Оттого жанр новой картины выглядит как совершенно нелогичным, так и абсолютно закономерным. «Аннетт» — это бродвейский мюзикл со всей присущей ему театральностью. Для любого другого режиссера гипнотическое сумасшествие, которым сочатся события, было бы неуместным и слегка вульгарным, но для Каракса оно является логическим продолжением его странной энергии. Фактически, режиссер наслаивает постмодернизм на привычные кинематографические тропы и меняет их до неузнаваемости.

«Аннетт» — волшебник Изумрудного города

Стендап-комик со старомодным именем Генри МакГенри — типичное чудовище из сказки про красавицу. Он вечно мечется, не находя места в непроглядной ночи, что царствует в фильмах Каракса, и жаждет взаимной любви, дабы затмить ненависть к самому себе, вот только романтические чувства лишь подпитывают его страдания.

Выступления Генри походят на артхаусный театр одного актера, полный странностей и неуместных элементов. Греческий хор на фоне нелепого шута в изумрудном халате, основанные на ругательствах и непотребных звуках номера, почти полное отсутствие шуток и абсурдные песни в самый неподходящий момент. Под видом самопровозглашенной «правды» герой уверяет публику в том, что она также отвратительна внутри, как сам он — снаружи.

Однако битком набитым залам по душе это коллективное самобичевание, потому они с показным удовольствием подпевают комику идеально подходящими репликами. И если вымышленные поклонники обязаны выказывать привязанность герою, то реальный зритель вовсе не должен подыгрывать его странностям. Абсурд заключается в том, что именно безумное и противоречивое видение Каракса, которое должно бы оттолкнуть, завораживает.

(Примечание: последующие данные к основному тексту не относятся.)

//! On-demand detail panel for a focused order: general info plus line
//! items, with label download.

use dioxus::prelude::*;

use console_domain::{column, normalize_row};

use crate::api::OrderDetail;

/// General-info fields shown above the line items, in display order.
const SUMMARY_FIELDS: &[&str] = &[
    "channel",
    "sale_date",
    "sale_status",
    "fulfillment_status",
    "picker",
    "packer",
    "units",
    "total_mxn",
    "buyer_name",
    "delivery_method",
    "carrier",
    "tracking_number",
];

#[component]
pub fn DetailPanel(
    detail: OrderDetail,
    on_close: Callback<()>,
    on_download_label: Callback<String>,
) -> Element {
    let row = normalize_row(detail.order.clone());
    let title = row
        .cell_text("sale_number")
        .unwrap_or_else(|| row.id.clone());
    let label_id = row.id.clone();

    rsx! {
        div { class: "detail-scrim", onclick: move |_| on_close.call(()),
            div {
                class: "detail-panel",
                onclick: move |evt| evt.stop_propagation(),

                div { class: "detail-head",
                    h3 { "Sale {title}" }
                    if row.label_present() {
                        button {
                            class: "cell-action cell-download",
                            onclick: move |_| on_download_label.call(label_id.clone()),
                            "Download Label"
                        }
                    }
                    button { class: "dialog-close", onclick: move |_| on_close.call(()), "Close" }
                }

                div {
                    for field in SUMMARY_FIELDS.iter() {
                        if let Some(value) = row.cell_text(field) {
                            div { class: "detail-field",
                                span { {header_for(field)} }
                                span { "{value}" }
                            }
                        }
                    }
                }

                h4 { "Items" }
                if detail.items.is_empty() {
                    p { class: "detail-item-meta", "No items available" }
                }
                for item in detail.items.iter() {
                    div { class: "detail-item",
                        if let Some(thumbnail) = item.thumbnail.as_deref() {
                            img { src: "data:image/jpeg;base64,{thumbnail}" }
                        }
                        div {
                            if let Some(item_title) = item.title.as_deref() {
                                div { "{item_title}" }
                            }
                            div { class: "detail-item-meta",
                                {line_item_meta(item)}
                            }
                        }
                    }
                }
            }
        }
    }
}

fn header_for(field: &str) -> String {
    column(field)
        .map(|col| format!("{}:", col.header))
        .unwrap_or_else(|| format!("{field}:"))
}

fn line_item_meta(item: &crate::api::OrderLineItem) -> String {
    let mut parts = Vec::new();
    if let Some(sku) = item.sku.as_deref() {
        parts.push(format!("SKU {sku}"));
    }
    if let Some(listing_type) = item.listing_type.as_deref() {
        parts.push(listing_type.to_string());
    }
    if let Some(units) = item.units {
        parts.push(format!("{units} units"));
    }
    if let Some(unit_price) = item.unit_price {
        parts.push(format!("${unit_price} each"));
    }
    if let Some(total_price) = item.total_price {
        parts.push(format!("${total_price} total"));
    }
    parts.join(" · ")
}
//! Snap-scrolling card stream for narrow viewports. Same filtered rows,
//! same column registry, same eligibility rules as the table.

use std::collections::HashMap;

use dioxus::prelude::*;

use console_domain::{visible_columns, ColumnDescriptor, Row};

use crate::components::cells::CellView;

#[component]
pub fn CardStream(
    rows: Vec<Row>,
    overrides: Signal<HashMap<String, bool>>,
    loading: bool,
    row_busy: Option<String>,
    on_assign_picker_row: Callback<String>,
    on_assign_packer_row: Callback<String>,
    on_download_label: Callback<String>,
    on_open_detail: Callback<String>,
) -> Element {
    let mut active = use_signal(|| None::<String>);
    let columns = visible_columns(&overrides.read());

    rsx! {
        div { class: "card-stream",
            if loading && rows.is_empty() {
                div { class: "card-stream-empty", "Loading orders…" }
            } else if rows.is_empty() {
                div { class: "card-stream-empty", "No results" }
            }
            for row in rows.iter() {
                OrderCard {
                    key: "{row.id}",
                    row: row.clone(),
                    columns: columns.clone(),
                    active: active.read().as_deref() == Some(row.id.as_str()),
                    busy: row_busy.as_deref() == Some(row.id.as_str()),
                    on_activate: move |id: String| active.set(Some(id)),
                    on_assign_picker: on_assign_picker_row,
                    on_assign_packer: on_assign_packer_row,
                    on_download_label,
                    on_open_detail,
                }
            }
        }
    }
}

#[component]
fn OrderCard(
    row: Row,
    columns: Vec<&'static ColumnDescriptor>,
    active: bool,
    busy: bool,
    on_activate: Callback<String>,
    on_assign_picker: Callback<String>,
    on_assign_packer: Callback<String>,
    on_download_label: Callback<String>,
    on_open_detail: Callback<String>,
) -> Element {
    let row_id = row.id.clone();
    let title = row
        .cell_text("sale_number")
        .unwrap_or_else(|| row.id.clone());
    let status = row.cell_text("sale_status");
    let card_class = if active { "order-card active" } else { "order-card" };

    let activate_id = row_id.clone();
    let detail_id = row_id;

    rsx! {
        div {
            class: "{card_class}",
            onclick: move |_| on_activate.call(activate_id.clone()),

            div { class: "order-card-head",
                button {
                    class: "order-card-title",
                    onclick: move |evt| {
                        evt.stop_propagation();
                        on_open_detail.call(detail_id.clone());
                    },
                    "{title}"
                }
            }
            if let Some(status) = status {
                span { class: "chip", "{status}" }
            }

            div { class: "order-card-fields",
                for col in columns.iter() {
                    div { class: "order-card-field",
                        span { class: "order-card-label", "{col.header}:" }
                        CellView {
                            row: row.clone(),
                            column: *col,
                            busy,
                            on_assign_picker,
                            on_assign_packer,
                            on_download_label,
                        }
                    }
                }
            }
        }
    }
}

Если жизнь Генри — это непрошенный дар «правды», то его возлюбленной Энн Дефрану — искусственная ложь во спасение или истина с розоватым оттенком оптимизма. Оперная певица настолько трогательна, что прославилась она преимущественно трагическими сценами смерти в театре. В ее кристальной безупречности видна красота зрителей, тогда как главный герой отражает их уродство.

Вот и Генри, увидев свой пугающий лик в Энн, жаждет разбить ее прекрасное, но столь беспощадное «зеркало». Два человека искусства, вынужденные по воле профессии делить жизнь на правду и вымысел, не могут отличить маски от реальных эмоций не только друг в друге, но и в себе. По голливудской традиции, извращенной Караксом, они поют лирическую серенаду о вечной любви, которая своей театральностью лишь подчеркивает их незавидное будущее.

Метания людей от искусства не новы для режиссера, что раз за разом исследует тонкую грань между реальными чувствами и притворством, на которой актеры удерживают шаткое равновесие. Если Генри сохраняет гадкую личину на сцене и в жизни, притягивая этой искренностью девушку и отталкивая зрителей, то Энн красивой маской добивается успеха, но теряет правду в отношениях.

Как результат роковой во всех смыслах любви у пары рождается дочь, квинтэссенция истины и вымысла — живой ребенок, но в теле грубой деревянной куклы. Это не претенциозный сюжетный ход, а лишь авторский штрих, подобно домам без стен в «Догвилле» Ларса фон Триера. Ведь единственное, что могли создать два лицедея в мире постоянного притворства — насквозь искусственное дитя.

«Аннетт» — волшебник Изумрудного города

Порой не менее фальшивой выглядит вся картина — в неправдоподобных выступлениях Генри, в чрезмерной безупречности Энн, в слишком очевидных и одновременно нелогичных сюжетных поворотах. Каракс водит зрителя за нос, представляя на суд осознанно искусственную и грубо сколоченную, как деревянный младенец, картину. Но стоит усомниться в ее реальности, как насмешливая гримаса растворяется и на сцену выходит обычная история любви и зависти. Будто и не было никакого подвоха.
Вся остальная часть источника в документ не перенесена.